The plain and simple truth is that there has been no substantive change to the mind-set, the methods, or the persistent lack of accountability. We continue to reward failures with more money, and we continue to ignore the fact that the US intelligence community is not intelligent, and is completely lacking in integrity at every level, from the staffers in the White House to the Director of National Intelligence (DNI) to the many extra-judicial endeavors that shame America without actually producing anything other than rancid pork–and the hundreds of thousands that drink the kool-aid and go through the motions day after day. As best I can tell from the sidelines, there is no one–no one at all–now serving in the US Government that is serious about establishing intelligence with integrity for Whole of Government and Smart Nation. [In their defense, this has never existed.]
I, and a handful of others whose names are engraved in my memory, could have the US intelligence community turned around and on the right track within 180 days–and probably within 90 days if we had the authority to ignore all the idiocy that prevents the use of individual global experts and on location observers on demand. What we have today for intelligence is monstrously expensive and humiliatingly irrelevant to any decisions of substance. Political note: I learned this the hard way from Senator John Warner (R-VA) in 1992: each and every Senator has to understand that intelligence reform can be job and revenue neutral from district to district, state to state. It makes our work harder, but it can be done, especially if we can merge education, intelligence, and research at the same time, and churn the base to move three fifths of the secret money and secret bodies over to radically innovative endeavors in education and research–I have a vision of turning every redirected intelligence professional into an entrepreneur within the Smart Nation grid.

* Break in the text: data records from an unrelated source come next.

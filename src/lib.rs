//! Workspace placeholder crate.
//!
//! This crate exists to expose shared feature flags that map to the individual
//! workspace crates (e.g., `core-service`, `bridge-desktop`). Host plugins can
//! depend on `sensor-bridge-workspace` and enable the documented features
//! without needing to wire each crate individually.

#[cfg(feature = "desktop-shims")]
pub use bridge_desktop;
#[cfg(feature = "desktop-shims")]
pub use core_service;
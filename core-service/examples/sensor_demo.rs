//! Sensor bridge demonstration
//!
//! Registers a bridge on the in-process transport, drives it through the
//! control channel and streams readings from a background sampler.
//!
//! Run with:
//! ```bash
//! cargo run -p core-service --example sensor_demo
//!
//! # JSON logs, identifier-keyed listeners
//! cargo run -p core-service --example sensor_demo -- json reject
//! ```

use std::env;
use std::sync::Arc;
use std::time::Duration;

use anyhow::{bail, Context};
use bridge_desktop::{InMemoryInitializer, LocalTransport, StreamItem};
use bridge_traits::{LogLevel, MethodCall, MethodResponse};
use core_runtime::config::{BridgeConfig, DuplicatePolicy};
use core_runtime::logging::{init_logging, LogFormat, LoggingConfig};
use core_service::SensorBridge;
use futures::StreamExt;
use serde_json::{json, Value};
use tracing::info;

const PLUGIN: &str = "awareframework_core";

#[tokio::main]
async fn main() -> anyhow::Result<()> {
    let args: Vec<String> = env::args().collect();

    let format = match args.get(1).map(String::as_str) {
        Some("json") => LogFormat::Json,
        Some("compact") => LogFormat::Compact,
        _ => LogFormat::Pretty,
    };
    let policy = match args.get(2).map(String::as_str) {
        Some("reject") => DuplicatePolicy::RejectDuplicateId,
        _ => DuplicatePolicy::OverwriteByName,
    };

    init_logging(
        LoggingConfig::default()
            .with_format(format)
            .with_level(LogLevel::Debug),
    )?;

    let initializer = Arc::new(InMemoryInitializer::new());
    let config = BridgeConfig::for_plugin(PLUGIN)
        .duplicate_policy(policy)
        .sensor_initializer(initializer.clone())
        .build()?;
    let method_channel = config.method_channel.clone();
    let event_channel = config.event_channels[0].clone();

    let bridge = SensorBridge::new(config)?;
    let transport = Arc::new(LocalTransport::new());
    bridge.register(transport.clone())?;

    let call = |name: &str, arguments: Option<Value>| -> anyhow::Result<MethodResponse> {
        let mut call = MethodCall::new(name);
        call.arguments = arguments;
        transport
            .invoke(&method_channel, &call)
            .with_context(|| format!("calling {}", name))
    };

    call("enable", None)?;
    call("set_label", Some(json!({ "label": "walking" })))?;
    call("start", None)?;
    match call("is_enable", None)? {
        MethodResponse::Success(Some(enabled)) => info!(%enabled, "Sensor state"),
        other => bail!("unexpected is_enable response: {:?}", other),
    }
    info!(response = ?call("calibrate", None)?, "Unknown call");

    let stream = transport.listen(
        &event_channel,
        Some(json!({ "name": "accelerometer", "id": "demo-1" })),
    )?;

    let sampler = {
        let bridge = bridge.clone();
        tokio::spawn(async move {
            for seq in 0..5 {
                bridge.emit(
                    "accelerometer",
                    json!({ "seq": seq, "x": 0.01 * seq as f64, "y": 9.81, "z": 0.0 }),
                );
                tokio::time::sleep(Duration::from_millis(50)).await;
            }
        })
    };
    sampler.await?;

    call("sync", Some(json!({ "force": true })))?;
    call("stop", None)?;
    bridge.teardown()?;

    let readings: Vec<StreamItem> = stream.collect().await;
    info!(count = readings.len(), "Readings received");
    info!(sensor = ?initializer.sensor().snapshot(), "Final sensor state");

    Ok(())
}
//! Adaptive Gauss–Kronrod reference integrator.
//!
//! The fixed-step rules in [`crate::quadrature`] are validated against a
//! high-accuracy oracle. This module provides that oracle: a G7-K15
//! Gauss–Kronrod rule with greedy interval refinement, the same scheme
//! general-purpose adaptive integrators use. It is a collaborator for the
//! comparator, not one of the rules under study.

use log::{debug, warn};

use crate::error::Result;
use crate::quadrature::sample;

/// Nonnegative K15 nodes on `[-1, 1]`; the full rule mirrors each nonzero
/// node about the midpoint. Even half-table indices are also G7 nodes.
const NODES: [f64; 8] = [
    0.0,
    0.207_784_955_007_898_5,
    0.405_845_151_377_397_2,
    0.586_087_235_467_691_1,
    0.741_531_185_599_394_4,
    0.864_864_423_359_769_1,
    0.949_107_912_342_758_5,
    0.991_455_371_120_812_6,
];

const KRONROD_WEIGHTS: [f64; 8] = [
    0.209_482_141_084_727_82,
    0.204_432_940_075_298_89,
    0.190_350_578_064_785_4,
    0.169_004_726_639_267_9,
    0.140_653_259_715_525_92,
    0.104_790_010_322_250_18,
    0.063_092_092_629_978_56,
    0.022_935_322_010_529_224,
];

/// G7 weights for half-table indices 0, 2, 4, 6.
const GAUSS_WEIGHTS: [f64; 4] = [
    0.417_959_183_673_469_4,
    0.381_830_050_505_118_9,
    0.279_705_391_489_276_64,
    0.129_484_966_168_869_7,
];

/// Tolerances and limits for [`integrate`].
#[derive(Debug, Clone)]
pub struct QuadOptions {
    /// Relative tolerance on the accumulated integral (default 1e-10).
    pub rel_tol: f64,
    /// Absolute tolerance (default 1e-10).
    pub abs_tol: f64,
    /// Maximum number of interval bisections (default 64).
    pub max_splits: usize,
}

impl Default for QuadOptions {
    fn default() -> Self {
        Self {
            rel_tol: 1e-10,
            abs_tol: 1e-10,
            max_splits: 64,
        }
    }
}

/// Outcome of an adaptive reference integration.
#[derive(Debug, Clone, PartialEq)]
pub struct RefIntegral {
    /// The computed integral.
    pub value: f64,
    /// Estimated absolute error, summed over all segments.
    pub error_bound: f64,
    /// Number of integrand evaluations performed.
    pub evaluations: usize,
    /// Whether the requested tolerance was met within `max_splits`.
    pub converged: bool,
}

/// One refinable piece of the integration interval.
struct Segment {
    lo: f64,
    hi: f64,
    value: f64,
    error: f64,
}

/// Integrates `f` over `[a, b]` adaptively to high accuracy.
///
/// Starts from a single G7-K15 estimate of the whole interval and
/// repeatedly bisects the segment with the largest error estimate until
/// the summed error meets `abs_tol + rel_tol · |integral|` or
/// `max_splits` is exhausted. A reversed interval (`a > b`) flips the
/// sign of the result, matching the fixed-step rules.
///
/// # Errors
///
/// `Error::EvaluationFailure` if `f` returns NaN or an infinity at any
/// sampled abscissa.
///
/// # Examples
///
/// ```
/// use numquad::reference::{integrate, QuadOptions};
///
/// let result = integrate(f64::sin, 0.0, std::f64::consts::PI, &QuadOptions::default()).unwrap();
/// assert!((result.value - 2.0).abs() < 1e-10);
/// assert!(result.converged);
/// ```
pub fn integrate<F>(f: F, a: f64, b: f64, options: &QuadOptions) -> Result<RefIntegral>
where
    F: Fn(f64) -> f64,
{
    let mut evaluations = 0;
    let first = gauss_kronrod(&f, a, b, &mut evaluations)?;
    let mut segments = vec![first];

    for split in 0..options.max_splits {
        let total: f64 = segments.iter().map(|s| s.value).sum();
        let spread: f64 = segments.iter().map(|s| s.error).sum();
        let tolerance = options.abs_tol + options.rel_tol * total.abs();
        if spread <= tolerance {
            debug!("reference integral converged after {split} splits ({evaluations} evaluations)");
            return Ok(RefIntegral {
                value: total,
                error_bound: spread,
                evaluations,
                converged: true,
            });
        }

        // Bisect the segment with the worst error estimate.
        let worst = segments
            .iter()
            .enumerate()
            .max_by(|x, y| x.1.error.total_cmp(&y.1.error))
            .map(|(i, _)| i)
            .unwrap_or(0);
        let segment = segments.swap_remove(worst);
        let mid = 0.5 * (segment.lo + segment.hi);
        segments.push(gauss_kronrod(&f, segment.lo, mid, &mut evaluations)?);
        segments.push(gauss_kronrod(&f, mid, segment.hi, &mut evaluations)?);
    }

    let value: f64 = segments.iter().map(|s| s.value).sum();
    let error_bound: f64 = segments.iter().map(|s| s.error).sum();
    warn!(
        "reference integral did not converge within {} splits (error bound {error_bound:.3e})",
        options.max_splits
    );
    Ok(RefIntegral {
        value,
        error_bound,
        evaluations,
        converged: false,
    })
}

/// Single G7-K15 evaluation over `[lo, hi]`.
///
/// The Kronrod result becomes the segment value; the gap to the embedded
/// Gauss result becomes its error estimate.
fn gauss_kronrod<F>(f: &F, lo: f64, hi: f64, evaluations: &mut usize) -> Result<Segment>
where
    F: Fn(f64) -> f64,
{
    let mid = 0.5 * (lo + hi);
    let half_width = 0.5 * (hi - lo);

    let center = sample(f, mid)?;
    *evaluations += 1;
    let mut kronrod = KRONROD_WEIGHTS[0] * center;
    let mut gauss = GAUSS_WEIGHTS[0] * center;

    for (i, &node) in NODES.iter().enumerate().skip(1) {
        let offset = half_width * node;
        let pair = sample(f, mid - offset)? + sample(f, mid + offset)?;
        *evaluations += 2;
        kronrod += KRONROD_WEIGHTS[i] * pair;
        if i % 2 == 0 {
            gauss += GAUSS_WEIGHTS[i / 2] * pair;
        }
    }

    Ok(Segment {
        lo,
        hi,
        value: half_width * kronrod,
        error: (half_width * (kronrod - gauss)).abs(),
    })
}

#[cfg(test)]
mod tests {
    use super::*;
    use crate::error::Error;
    use approx::{assert_abs_diff_eq, assert_relative_eq};

    #[test]
    fn test_sin_over_half_period() {
        let result = integrate(f64::sin, 0.0, std::f64::consts::PI, &QuadOptions::default())
            .unwrap();
        assert_abs_diff_eq!(result.value, 2.0, epsilon = 1e-12);
        assert!(result.converged);
        assert!(result.error_bound <= 1e-10 + 1e-10 * 2.0);
    }

    #[test]
    fn test_standard_normal_density() {
        let density = |x: f64| (-x * x / 2.0).exp() / (2.0 * std::f64::consts::PI).sqrt();
        let result = integrate(density, 0.0, 1.0, &QuadOptions::default()).unwrap();
        assert_relative_eq!(result.value, 0.341_344_746_068_543, max_relative = 1e-9);
        assert!(result.converged);
    }

    #[test]
    fn test_reversed_interval_flips_sign() {
        let opts = QuadOptions::default();
        let forward = integrate(|x| x * x, 0.0, 1.0, &opts).unwrap();
        let backward = integrate(|x| x * x, 1.0, 0.0, &opts).unwrap();
        assert_abs_diff_eq!(forward.value, -backward.value, epsilon = 1e-12);
    }

    #[test]
    fn test_needle_integrand_forces_refinement() {
        // A narrow spike is invisible to the first coarse pass, so the
        // refinement loop has to find it.
        let spike = |x: f64| 1.0 / (1e-4 + (x - 0.3) * (x - 0.3));
        let exact = {
            let w: f64 = 1e-2; // sqrt(1e-4)
            ((0.7 / w).atan() + (0.3 / w).atan()) / w
        };
        let result = integrate(spike, 0.0, 1.0, &QuadOptions::default()).unwrap();
        assert_relative_eq!(result.value, exact, max_relative = 1e-8);
        assert!(result.evaluations > 15);
    }

    #[test]
    fn test_split_budget_exhaustion_reported() {
        let opts = QuadOptions {
            max_splits: 1,
            rel_tol: 1e-15,
            abs_tol: 1e-15,
        };
        let result = integrate(|x| (10.0 * x).sin().abs(), 0.0, 3.0, &opts).unwrap();
        assert!(!result.converged);
    }

    #[test]
    fn test_non_finite_integrand_fails() {
        let result = integrate(
            |x| if x > 0.5 { f64::NAN } else { 1.0 },
            0.0,
            1.0,
            &QuadOptions::default(),
        );
        assert!(matches!(result, Err(Error::EvaluationFailure { .. })));
    }
}
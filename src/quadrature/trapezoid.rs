//! Composite trapezoidal rule.

use crate::error::Result;
use crate::partition::Partition;
use crate::quadrature::{sample, sum_samples};

/// Approximates `∫[a,b] f(x) dx` with the composite trapezoidal rule.
///
/// The integrand is treated as linear on each subinterval:
///
/// ```text
/// Δx · [ ½·f(a) + ½·f(b) + Σ_{i=1..n−1} f(a + i·Δx) ]
/// ```
///
/// The error shrinks quadratically in `1/n` (second order). The same
/// estimate is also available through [`trapezoid_split`], which sums the
/// left- and right-shifted point sequences separately; the two agree to
/// floating-point tolerance.
///
/// Integrating with `a > b` is accepted and flips the sign of the result.
///
/// # Errors
///
/// * `Error::InvalidSubdivision` if `n` is zero.
/// * `Error::EvaluationFailure` if `f` returns NaN or an infinity at any
///   sampled abscissa.
///
/// # Examples
///
/// ```
/// use numquad::trapezoid;
///
/// // Integrate f(x) = x² over [0, 1]. The exact value is 1/3.
/// let result = trapezoid(|x| x * x, 0.0, 1.0, 100).unwrap();
/// assert!((result - 1.0 / 3.0).abs() < 1e-4);
/// ```
pub fn trapezoid<F>(f: F, a: f64, b: f64, n: usize) -> Result<f64>
where
    F: Fn(f64) -> f64,
{
    let partition = Partition::new(a, b, n)?;
    let endpoints = 0.5 * (sample(&f, a)? + sample(&f, b)?);
    // Interior points are the right endpoints minus x_n = b.
    let interior = sum_samples(&f, partition.right_points().take(n - 1))?;
    Ok(partition.step() * (endpoints + interior))
}

/// Trapezoidal rule computed from the two shifted endpoint sequences.
///
/// Sums `f` over the left endpoints `x_0..x_{n−1}` and the right endpoints
/// `x_1..x_n` separately, then averages:
///
/// ```text
/// ½·Δx · [ Σ f(left points) + Σ f(right points) ]
/// ```
///
/// Algebraically identical to [`trapezoid`]; each interior point simply
/// appears once in each shifted sum. The integrand is still evaluated only
/// once per distinct abscissa. Kept as a public alternative so the
/// equivalence of the two formulations stays testable.
///
/// # Errors
///
/// Same as [`trapezoid`].
pub fn trapezoid_split<F>(f: F, a: f64, b: f64, n: usize) -> Result<f64>
where
    F: Fn(f64) -> f64,
{
    let partition = Partition::new(a, b, n)?;
    // One evaluation per distinct point; x_1..x_{n-1} are shared by both
    // shifted sequences.
    let first = sample(&f, a)?;
    let last = sample(&f, b)?;
    let shared = sum_samples(&f, partition.right_points().take(n - 1))?;
    let left_sum = first + shared;
    let right_sum = shared + last;
    Ok(0.5 * partition.step() * (left_sum + right_sum))
}
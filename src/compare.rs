//! Accuracy comparison of the quadrature rules.
//!
//! The rules return plain scalars; this module diffs those scalars
//! against a reference value. The reference is either closed form (an
//! antiderivative evaluated at the bounds) or the output of the adaptive
//! integrator in [`crate::reference`].

use crate::error::Result;
use crate::quadrature::{riemann, simpson, trapezoid};

/// Reference value from a known antiderivative: `F(b) − F(a)`.
///
/// # Examples
///
/// ```
/// use numquad::closed_form;
///
/// // ∫[0,π] sin = -cos(π) + cos(0) = 2
/// let exact = closed_form(|x: f64| -x.cos(), 0.0, std::f64::consts::PI);
/// assert!((exact - 2.0).abs() < 1e-15);
/// ```
pub fn closed_form<F>(antiderivative: F, a: f64, b: f64) -> f64
where
    F: Fn(f64) -> f64,
{
    antiderivative(b) - antiderivative(a)
}

/// Squared error of an estimate against a reference value.
pub fn squared_error(estimate: f64, reference: f64) -> f64 {
    let diff = estimate - reference;
    diff * diff
}

/// One rule's estimate and its squared error against the reference.
#[derive(Debug, Clone, Copy, PartialEq)]
pub struct RuleReport {
    pub estimate: f64,
    pub squared_error: f64,
}

impl RuleReport {
    fn new(estimate: f64, reference: f64) -> Self {
        Self {
            estimate,
            squared_error: squared_error(estimate, reference),
        }
    }
}

/// All three rules evaluated on the same problem.
#[derive(Debug, Clone, Copy, PartialEq)]
pub struct Comparison {
    /// The reference value the errors are measured against.
    pub reference: f64,
    pub riemann: RuleReport,
    pub trapezoid: RuleReport,
    pub simpson: RuleReport,
}

/// Runs all three rules at the same subdivision count and reports the
/// squared error of each against `reference`.
///
/// `n` must be even so that Simpson's rule applies.
///
/// # Errors
///
/// Same as the individual rules: `Error::InvalidSubdivision` for zero or
/// odd `n`, `Error::EvaluationFailure` for a non-finite sample.
///
/// # Examples
///
/// ```
/// use numquad::{closed_form, compare_rules};
///
/// let exact = closed_form(f64::sin, 0.0, 1.0);
/// let report = compare_rules(f64::cos, 0.0, 1.0, 100, exact).unwrap();
/// assert!(report.simpson.squared_error < report.riemann.squared_error);
/// ```
pub fn compare_rules<F>(f: F, a: f64, b: f64, n: usize, reference: f64) -> Result<Comparison>
where
    F: Fn(f64) -> f64,
{
    Ok(Comparison {
        reference,
        riemann: RuleReport::new(riemann(&f, a, b, n)?, reference),
        trapezoid: RuleReport::new(trapezoid(&f, a, b, n)?, reference),
        simpson: RuleReport::new(simpson(&f, a, b, n)?, reference),
    })
}

#[cfg(test)]
mod tests {
    use super::*;
    use crate::differentiate::{derivative, DEFAULT_STEP};
    use crate::error::Error;
    use crate::reference::{integrate, QuadOptions};
    use approx::{assert_abs_diff_eq, assert_relative_eq};

    // The end-to-end scenario: reconstruct cos from its antiderivative sin
    // and integrate it over [1.0, 1.5].
    fn reconstructed_cos(x: f64) -> f64 {
        derivative(f64::sin, x, DEFAULT_STEP)
    }

    #[test]
    fn test_closed_form_value() {
        let exact = closed_form(f64::sin, 1.0, 1.5);
        assert_abs_diff_eq!(exact, 0.156_024_001_796_157_94, epsilon = 1e-15);
    }

    #[test]
    fn test_end_to_end_rule_estimates() {
        let riemann_est = riemann(reconstructed_cos, 1.0, 1.5, 1000).unwrap();
        let trapezoid_est = trapezoid(reconstructed_cos, 1.0, 1.5, 1000).unwrap();
        let simpson_est = simpson(reconstructed_cos, 1.0, 1.5, 100).unwrap();

        // Reference magnitudes to at least four significant digits.
        assert_abs_diff_eq!(riemann_est, 0.1559, epsilon = 5e-5);
        assert_abs_diff_eq!(trapezoid_est, 0.156_023_998, epsilon = 1e-8);
        assert_abs_diff_eq!(simpson_est, 0.156_024_002, epsilon = 1e-8);

        // Simpson is the closest despite using a tenth of the points.
        let exact = closed_form(f64::sin, 1.0, 1.5);
        let simpson_err = squared_error(simpson_est, exact);
        assert!(simpson_err < squared_error(trapezoid_est, exact));
        assert!(simpson_err < squared_error(riemann_est, exact));
    }

    #[test]
    fn test_comparison_orders_rules_by_accuracy() {
        let exact = closed_form(f64::sin, 1.0, 1.5);
        let report = compare_rules(f64::cos, 1.0, 1.5, 1000, exact).unwrap();
        assert_eq!(report.reference, exact);
        assert!(report.simpson.squared_error < report.trapezoid.squared_error);
        assert!(report.trapezoid.squared_error < report.riemann.squared_error);
    }

    #[test]
    fn test_simpson_against_adaptive_reference() {
        // Standard normal density over [0, 1]: Simpson at n = 20 should
        // agree with the adaptive oracle to at least six significant digits.
        let density = |x: f64| (-x * x / 2.0).exp() / (2.0 * std::f64::consts::PI).sqrt();
        let oracle = integrate(density, 0.0, 1.0, &QuadOptions::default()).unwrap();
        assert!(oracle.converged);
        let estimate = simpson(density, 0.0, 1.0, 20).unwrap();
        assert_relative_eq!(estimate, oracle.value, max_relative = 1e-6);
        assert!(squared_error(estimate, oracle.value) < 1e-14);
    }

    #[test]
    fn test_odd_count_propagates_from_simpson() {
        let exact = closed_form(f64::sin, 0.0, 1.0);
        let result = compare_rules(f64::cos, 0.0, 1.0, 99, exact);
        assert!(matches!(
            result,
            Err(Error::InvalidSubdivision { n: 99, .. })
        ));
    }
}
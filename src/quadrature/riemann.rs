//! Right-endpoint Riemann sum.

use crate::error::Result;
use crate::partition::Partition;
use crate::quadrature::sum_samples;

/// Approximates `∫[a,b] f(x) dx` with a right-endpoint Riemann sum.
///
/// The integrand is treated as constant on each subinterval, taking its
/// value at the right endpoint:
///
/// ```text
/// Δx · Σ_{i=1..n} f(a + i·Δx),   Δx = (b − a) / n
/// ```
///
/// The error shrinks linearly in `1/n` (first order), making this the
/// weakest of the three rules; it is included as the baseline. Only the
/// right-endpoint variant is provided, matching the classical textbook
/// presentation this crate follows.
///
/// Integrating with `a > b` is accepted and flips the sign of the result.
///
/// # Errors
///
/// * `Error::InvalidSubdivision` if `n` is zero.
/// * `Error::EvaluationFailure` if `f` returns NaN or an infinity at any
///   sampled abscissa.
///
/// # Examples
///
/// ```
/// use numquad::riemann;
///
/// // Integrate f(x) = x over [0, 1]. The exact value is 0.5.
/// let result = riemann(|x| x, 0.0, 1.0, 1000).unwrap();
/// assert!((result - 0.5).abs() < 1e-3);
/// ```
pub fn riemann<F>(f: F, a: f64, b: f64, n: usize) -> Result<f64>
where
    F: Fn(f64) -> f64,
{
    let partition = Partition::new(a, b, n)?;
    let total = sum_samples(&f, partition.right_points())?;
    Ok(partition.step() * total)
}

Blackberry encryption is adequate for the 20% of the questions that may require near-real-time classified answers, and anyone who thinks they need to deliver a web page to hand-held is immediately eligible for retirement–what we SHOULD have is an intelligence operations call center, perhaps co-located with the Open Source Agency on the South-Central Campus, that can receive questions, answer them verbally on the spot using both global reach to all open sources and methods, and direct access to the 80 databases that have still not been effectively integrated.
By the time anyone in a position to be angry and punitive about this (which is to say, no one on the Hill, they thrive on the money flow, not mission accomplishment), everyone who has betrayed the public trust will be long retired–and not just retired from their first job, but also from their annuitant or industry job. US intelligence is a racket that shames us all. What makes me personally very sad is that the ineptitude of US intelligence is vastly overshadowed by the corruption of the policy, acquisition, and operations processes that are ideologically and financially driven, and have virtually nothing to do with the public interest. Intelligence does not matter today–Paul Pillar has that exactly right.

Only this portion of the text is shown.